* **About this task**: When the material ends, stop; until then, set down every line exactly.

* **Data for this task**:
______________________________

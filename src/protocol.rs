//! Broadcast-layer wire protocol.
//!
//! This module owns every message that crosses the channel boundary between
//! the race engine and a consumer (map markers, leaderboard, AR overlay).
//!
//! ## Design rules
//!
//! 1. Every type is `Serialize + Deserialize` with snake_case JSON.
//! 2. Snapshots carry plain data only — no engine internals leak out.
//! 3. Every outbound event is wrapped in [`RaceEvent`] with `session` and
//!    `frame` so multiplexed consumers can distinguish and order streams.

use crate::types::{AthleteState, RaceStats};
use serde::{Deserialize, Serialize};

// ---------------------------------------------------------------------------
// Common envelope
// ---------------------------------------------------------------------------

/// Every outbound message is wrapped in this envelope.
#[derive(Debug, Clone, Serialize, Deserialize)]
pub struct RaceEvent<T> {
    pub session: String,
    pub frame: u64,
    pub payload: T,
}

impl<T> RaceEvent<T> {
    pub fn new(session: impl Into<String>, frame: u64, payload: T) -> Self {
        Self {
            session: session.into(),
            frame,
            payload,
        }
    }
}

// ---------------------------------------------------------------------------
// Outbound snapshot
// ---------------------------------------------------------------------------

/// Full engine state published each tick.
#[derive(Debug, Clone, Serialize, Deserialize)]
pub struct RaceSnapshot {
    /// Every athlete's state, in admission order.
    pub athletes: Vec<AthleteState>,
    pub stats: RaceStats,
    pub is_running: bool,
    pub is_paused: bool,
    pub all_finished: bool,
}

// ---------------------------------------------------------------------------
// Inbound control commands
// ---------------------------------------------------------------------------

/// Control command sent by any consumer toward the engine.
///
/// Group variants fan out to every athlete; the `*Athlete` variants target
/// one id and are silently ignored when that id is unknown (a command may
/// race with the athlete's removal).
#[derive(Debug, Clone, PartialEq, Serialize, Deserialize)]
#[serde(tag = "op", rename_all = "snake_case")]
pub enum ControlCommand {
    /// Start every athlete from their configured start offset.
    Start,
    Pause,
    Resume,
    Stop,
    Reset,
    SetGlobalSpeed { speed_kmh: f64 },
    PauseAthlete { id: String },
    ResumeAthlete { id: String },
    StopAthlete { id: String },
    SetAthleteSpeed { id: String, speed_kmh: f64 },
}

______________________________

* **Output for this exercise**:
filename src/protocol.rs
//! Broadcast-layer wire protocol.
//!
//! This module owns every message that crosses the channel boundary between
//! the race engine and a consumer (map markers, leaderboard, AR overlay).
//!
//! ## Design rules
//!
//! 1. Every type is `Serialize + Deserialize` with snake_case JSON.
//! 2. Snapshots carry plain data only — no engine internals leak out.
//! 3. Every outbound event is wrapped in [`RaceEvent`] with `session` and
//!    `frame` so multiplexed consumers can distinguish and order streams.

use crate::types::{AthleteState, RaceStats};
use serde::{Deserialize, Serialize};

// ---------------------------------------------------------------------------
// Common envelope
// ---------------------------------------------------------------------------

/// Every outbound message is wrapped in this envelope.
#[derive(Debug, Clone, Serialize, Deserialize)]
pub struct RaceEvent<T> {
    pub session: String,
    pub frame: u64,
    pub payload: T,
}

impl<T> RaceEvent<T> {
    pub fn new(session: impl Into<String>, frame: u64, payload: T) -> Self {
        Self {
            session: session.into(),
            frame,
            payload,
        }
    }
}

// ---------------------------------------------------------------------------
// Outbound snapshot
// ---------------------------------------------------------------------------

/// Full engine state published each tick.
#[derive(Debug, Clone, Serialize, Deserialize)]
pub struct RaceSnapshot {
    /// Every athlete's state, in admission order.
    pub athletes: Vec<AthleteState>,
    pub stats: RaceStats,
    pub is_running: bool,
    pub is_paused: bool,
    pub all_finished: bool,
}

// ---------------------------------------------------------------------------
// Inbound control commands
// ---------------------------------------------------------------------------

/// Control command sent by any consumer toward the engine.
///
/// Group variants fan out to every athlete; the `*Athlete` variants target
/// one id and are silently ignored when that id is unknown (a command may
/// race with the athlete's removal).
#[derive(Debug, Clone, PartialEq, Serialize, Deserialize)]
#[serde(tag = "op", rename_all = "snake_case")]
pub enum ControlCommand {
    /// Start every athlete from their configured start offset.
    Start,
    Pause,
    Resume,
    Stop,
    Reset,
    SetGlobalSpeed { speed_kmh: f64 },
    PauseAthlete { id: String },
    ResumeAthlete { id: String },
    StopAthlete { id: String },
    SetAthleteSpeed { id: String, speed_kmh: f64 },
}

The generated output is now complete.